UML User Interface Implementation

Using the same Main but also including a User object we can represent both objects as JSON:

Circle circle = new Circle(12.3);
Console.WriteLine(circle.AsJson());

User user = new User("Nico", "De Witte");
Console.WriteLine(user.AsJson());

Output

{ "radius": 12.3, "area": 475.2915525615999 }
{ "firstname": "Nico", "lastname": "De Witte"}

Loosely Coupling using Interfaces

When you use interfaces, you can decouple classes from any particular implementation. When one module of code isn't directly connected to another module of code, that code is said to be loosely coupled. The more loosely coupled your code is, the less likely it is that a change in one place will affect code in another.

Interfaces as a Type

Before we can continue on our journey there is something important that you need to understand. The objects of the classes that implement an interface can also be seen as entities of that interface type.

For example, the Circle class that implements the IJsonRepresentable interface, can also be stored in a reference of type IJsonRepresentable. The same goes for the User class.

That means that the following code is perfectly legal and is actually very powerful for the continuation of our decoupling:

// Reference of type IJsonRepresentable
// Instance of Circle
IJsonRepresentable circle = new Circle(12.3);
Console.WriteLine(circle.AsJson());

// Reference of type IJsonRepresentable
// Instance of User
IJsonRepresentable user = new User("Nico", "De Witte");
Console.WriteLine(user.AsJson());

Output

{ "radius": 12.3, "area": 475.2915525615999 }
{ "firstname": "Nico", "lastname": "De Witte"}

This code outputs exactly the same as the previous implementation. The big difference however here is that the reference circle can now only be used to access the methods and properties declared in the IJsonRepresentable interface. While the object itself is still of type Circle, the variable has a type of IJsonRepresentable.

Tightly Coupled MessageSender

Let's take this a step further and consider a class called MessageSender that fakes sending a message across the internet containing a JSON representation of objects.

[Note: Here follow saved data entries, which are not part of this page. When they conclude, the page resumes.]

//! Public types for one code-action execution.
//!
//! - [`RunSettings`] — per-call limits (wall-clock budget, output cap)
//! - [`ExecutionResult`] — the structured outcome the orchestrator consumes
//! - [`ErrorKind`] — the closed set of non-runtime failure tags

use std::fmt;
use std::time::Duration;

use serde::{Deserialize, Serialize};

/// Limits applied to a single code-action execution.
#[derive(Debug, Clone, Serialize, Deserialize)]
pub struct RunSettings {
    /// Wall-clock budget for the fragment. When it expires the worker is
    /// abandoned and the result carries [`ErrorKind::Timeout`].
    pub timeout: Duration,

    /// Combined stdout + stderr byte cap. An over-limit write raises inside
    /// the fragment like any other runtime error.
    pub max_output_bytes: usize,
}

impl Default for RunSettings {
    fn default() -> Self {
        Self {
            timeout: Duration::from_secs(60),
            max_output_bytes: 1_048_576,
        }
    }
}

/// Failure tag attached to an [`ExecutionResult`].
///
/// A result with `exit_code != 0` and no tag means the fragment itself raised
/// a runtime exception; the traceback is in `stderr`.
#[derive(Debug, Clone, Copy, PartialEq, Eq, Serialize, Deserialize)]
#[serde(rename_all = "SCREAMING_SNAKE_CASE")]
pub enum ErrorKind {
    /// The fragment is not parseable Python.
    SyntaxError,
    /// A static import outside the allowlist, detected before execution.
    PolicyViolation,
    /// The fragment exceeded its wall-clock budget.
    Timeout,
}

impl fmt::Display for ErrorKind {
    fn fmt(&self, f: &mut fmt::Formatter<'_>) -> fmt::Result {
        let s = match self {
            ErrorKind::SyntaxError => "SYNTAX_ERROR",
            ErrorKind::PolicyViolation => "POLICY_VIOLATION",
            ErrorKind::Timeout => "TIMEOUT",
        };
        f.write_str(s)
    }
}

/// The outcome of executing one code action.
///
/// Every failure mode is encoded here; the runner never returns an error to
/// its caller.
#[derive(Debug, Clone, Serialize, Deserialize)]
pub struct ExecutionResult {
    /// 0 on success, nonzero on any failure.
    pub exit_code: i32,

    /// Everything the fragment wrote to `sys.stdout`.
    pub stdout: String,

    /// Captured `sys.stderr` plus any traceback, policy message, or timeout
    /// note appended by the runner.
    pub stderr: String,

    /// Wall-clock time of the call, measured with a monotonic clock.
    pub elapsed_sec: f64,

    /// `None` for success and for runtime exceptions raised by the fragment.
    pub error_type: Option<ErrorKind>,
}

impl ExecutionResult {
    /// Render the observation string fed back to the agent.
    ///
    /// Layout is load-bearing: the orchestrator's prompts are written against
    /// this exact shape.
    pub fn to_observation(&self) -> String {
        let mut parts: Vec<String> = Vec::new();
        if !self.stdout.trim().is_empty() {
            parts.push(format!("stdout:\n{}", self.stdout.trim_end()));
        }
        if !self.stderr.trim().is_empty() {
            parts.push(format!("stderr:\n{}", self.stderr.trim_end()));
        }
        if parts.is_empty() {
            parts.push("(no output)".to_string());
        }
        parts.push(format!("exit_code: {}", self.exit_code));
        if let Some(kind) = self.error_type {
            parts.push(format!("error_type: {kind}"));
        }
        parts.join("\n\n")
    }
}

#[cfg(test)]
mod tests {
    use super::*;

    fn result(exit_code: i32, stdout: &str, stderr: &str, error_type: Option<ErrorKind>) -> ExecutionResult {
        ExecutionResult {
            exit_code,
            stdout: stdout.to_string(),
            stderr: stderr.to_string(),
            elapsed_sec: 0.01,
            error_type,
        }
    }

    #[test]
    fn test_error_kind_serializes_screaming_snake() {
        let json = serde_json::to_string(&ErrorKind::PolicyViolation).unwrap();
        assert_eq!(json, r#""POLICY_VIOLATION""#);
        let back: ErrorKind = serde_json::from_str(&json).unwrap();
        assert_eq!(back, ErrorKind::PolicyViolation);
    }

    #[test]
    fn test_run_settings_defaults() {
        let settings = RunSettings::default();
        assert_eq!(settings.timeout, Duration::from_secs(60));
        assert_eq!(settings.max_output_bytes, 1_048_576);
    }

    #[test]
    fn test_observation_both_streams() {
        let obs = result(0, "out line\n", "err line\n", None).to_observation();
        assert_eq!(obs, "stdout:\nout line\n\nstderr:\nerr line\n\nexit_code: 0");
    }

    #[test]
    fn test_observation_no_output() {
        let obs = result(0, "", "", None).to_observation();
        assert_eq!(obs, "(no output)\n\nexit_code: 0");
    }

    #[test]
    fn test_observation_whitespace_only_streams_count_as_empty() {
        let obs = result(0, "   \n", "\t\n", None).to_observation();
        assert!(obs.starts_with("(no output)"));
    }

    #[test]
    fn test_observation_error_type_present_only_when_set() {
        let tagged = result(1, "", "Execution timed out after 1 seconds.\n", Some(ErrorKind::Timeout))
            .to_observation();
        assert!(tagged.ends_with("error_type: TIMEOUT"));

        let untagged = result(1, "", "Traceback ...\n", None).to_observation();
        assert!(!untagged.contains("error_type"));
    }

    #[test]
    fn test_execution_result_json_round_trip() {
        let r = result(1, "", "boom", Some(ErrorKind::SyntaxError));
        let json = serde_json::to_string(&r).unwrap();
        assert!(json.contains(r#""error_type":"SYNTAX_ERROR""#));
        let back: ExecutionResult = serde_json::from_str(&json).unwrap();
        assert_eq!(back.exit_code, 1);
        assert_eq!(back.error_type, Some(ErrorKind::SyntaxError));
    }
}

We could provide two Send() methods, one for User and one for Circle and more if need be for other classes that can be represented as a JSON string.

class MessageSender
{
  public void Send(User user)
  {
    Console.Write("Beep Boop Ping Pong ... ");
    Console.WriteLine(user.AsJson());
  }

  public void Send(Circle circle)
  {
    Console.Write("Beep Boop Ping Pong ... ");
    Console.WriteLine(circle.AsJson());
  }
}

Now let's send both our objects into the scare Internet:

Circle circle = new Circle(12.3);
User user = new User("Nico", "De Witte");

MessageSender internet = new MessageSender();
internet.Send(circle);
internet.Send(user);

Output

Beep Boop Ping Pong ... { "radius": 12.3, "area": 475.2915525615999 }
Beep Boop Ping Pong ... { "firstname": "Nico", "lastname": "De Witte"}

The big problem here is that the class MessageSender is tightly coupled with the classes User and Circle. Every class that we would want to able to send would require a separate method in the MessageSender class.

In a real world situation, this class may even be provided by an external library which we do not control.

Loosely Coupled MessageSender

How can we decouple this class from the specific implementation of User and Circle? Actually pretty simple, by making it dependent on the abstract interface IJsonRepresentable instead of the class implementation itself.

Instead of a reference to a User object and a reference to a Circle object, we can just take in a reference to a IJsonRepresentable entity.

class MessageSender
{
  public void Send(IJsonRepresentable target)
  {
    Console.Write("Beep Boop Ping Pong ... ");
    Console.WriteLine(target.AsJson());
  }
}

Note that we also need to remove the second Send() method.

We have much cleaner design now. We can create new classes that implement the IJsonRepresentable interface and can then be transmitted as a message using the MessageSender class. On top of that, the MessageSender class does not need to know what new classes are created and only knows about the IJsonRepresentable interface.